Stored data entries
============================================================

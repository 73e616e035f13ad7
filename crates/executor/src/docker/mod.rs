//! Thin wrapper around the Docker daemon API.
//!
//! `client` owns the connection and error type; domain methods live in
//! sibling modules (`container`, `exec`, `image`, `network`, `volume`)
//! which add `impl DockerClient` blocks.

pub mod client;
pub mod container;
pub mod exec;
pub mod image;
pub mod network;
pub mod volume;
//! Node operations used when acting on an interruption

use async_trait::async_trait;
use k8s_openapi::api::core::v1::{Node, Pod};
use kube::api::{Api, DeleteParams, EvictParams, ListParams, Patch, PatchParams};
use kube::{Client, ResourceExt};
use tracing::{debug, warn};

#[cfg(test)]
use mockall::automock;

use reclaim_common::error::is_kube_not_found;
use reclaim_common::{Error, FIELD_MANAGER};

/// Annotation marking static (mirror) pods, which cannot be evicted
const MIRROR_POD_ANNOTATION: &str = "kubernetes.io/config.mirror";

/// Cluster node operations
#[cfg_attr(test, automock)]
#[async_trait]
pub trait NodeStore: Send + Sync {
    /// List every node
    async fn list_nodes(&self) -> Result<Vec<Node>, Error>;

    /// Mark a node unschedulable; a missing node is success
    async fn cordon(&self, name: &str) -> Result<(), Error>;

    /// Evict evictable pods from a node, returning how many evictions were issued
    async fn evict_pods(&self, name: &str) -> Result<usize, Error>;

    /// Delete the node object; a missing node is success
    async fn delete_node(&self, name: &str) -> Result<(), Error>;
}

/// [`NodeStore`] backed by the Kubernetes API
pub struct KubeNodeStore {
    client: Client,
}

impl KubeNodeStore {
    /// Create a store using the given client
    pub fn new(client: Client) -> Self {
        Self { client }
    }
}

/// Whether the eviction API should be used for this pod
///
/// DaemonSet pods would be recreated on the same node, mirror pods are owned
/// by the kubelet, and finished or terminating pods need nothing.
pub fn is_evictable(pod: &Pod) -> bool {
    if pod.metadata.deletion_timestamp.is_some() {
        return false;
    }
    if pod.annotations().contains_key(MIRROR_POD_ANNOTATION) {
        return false;
    }
    if pod
        .owner_references()
        .iter()
        .any(|o| o.kind == "DaemonSet")
    {
        return false;
    }
    !matches!(
        pod.status.as_ref().and_then(|s| s.phase.as_deref()),
        Some("Succeeded") | Some("Failed")
    )
}

#[async_trait]
impl NodeStore for KubeNodeStore {
    async fn list_nodes(&self) -> Result<Vec<Node>, Error> {
        let api: Api<Node> = Api::all(self.client.clone());
        Ok(api.list(&ListParams::default()).await?.items)
    }

    async fn cordon(&self, name: &str) -> Result<(), Error> {
        let api: Api<Node> = Api::all(self.client.clone());
        let patch = serde_json::json!({
            "spec": {
                "unschedulable": true
            }
        });
        match api
            .patch(name, &PatchParams::apply(FIELD_MANAGER), &Patch::Merge(&patch))
            .await
        {
            Ok(_) => Ok(()),
            Err(e) if is_kube_not_found(&e) => {
                debug!(node = %name, "Node already gone, nothing to cordon");
                Ok(())
            }
            Err(e) => Err(e.into()),
        }
    }

    async fn evict_pods(&self, name: &str) -> Result<usize, Error> {
        let pods: Api<Pod> = Api::all(self.client.clone());
        let on_node = pods
            .list(&ListParams::default().fields(&format!("spec.nodeName={}", name)))
            .await?;

        let mut evicted = 0;
        for pod in on_node.items.iter().filter(|p| is_evictable(p)) {
            let pod_name = pod.name_any();
            let namespace = pod.namespace().unwrap_or_default();
            let api: Api<Pod> = Api::namespaced(self.client.clone(), &namespace);
            match api.evict(&pod_name, &EvictParams::default()).await {
                Ok(_) => evicted += 1,
                Err(e) if is_kube_not_found(&e) => {}
                // Disruption budget would be violated; deleting the node
                // still removes the pod once it is gone.
                Err(kube::Error::Api(ae)) if ae.code == 429 => {
                    warn!(node = %name, pod = %pod_name, namespace = %namespace, "Eviction blocked by disruption budget");
                }
                Err(e) => return Err(e.into()),
            }
        }
        Ok(evicted)
    }

    async fn delete_node(&self, name: &str) -> Result<(), Error> {
        let api: Api<Node> = Api::all(self.client.clone());
        match api.delete(name, &DeleteParams::default()).await {
            Ok(_) => Ok(()),
            Err(e) if is_kube_not_found(&e) => {
                debug!(node = %name, "Node already deleted");
                Ok(())
            }
            Err(e) => Err(e.into()),
        }
    }
}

============================================================

→ **YOUR ASSIGNMENT**: Search the data and copy each line containing "Result".

→ **SOLUTION**:
    async fn list_nodes(&self) -> Result<Vec<Node>, Error>;
    async fn cordon(&self, name: &str) -> Result<(), Error>;
    async fn evict_pods(&self, name: &str) -> Result<usize, Error>;
    async fn delete_node(&self, name: &str) -> Result<(), Error>;
    async fn list_nodes(&self) -> Result<Vec<Node>, Error> {
    async fn cordon(&self, name: &str) -> Result<(), Error> {
    async fn evict_pods(&self, name: &str) -> Result<usize, Error> {
    async fn delete_node(&self, name: &str) -> Result<(), Error> {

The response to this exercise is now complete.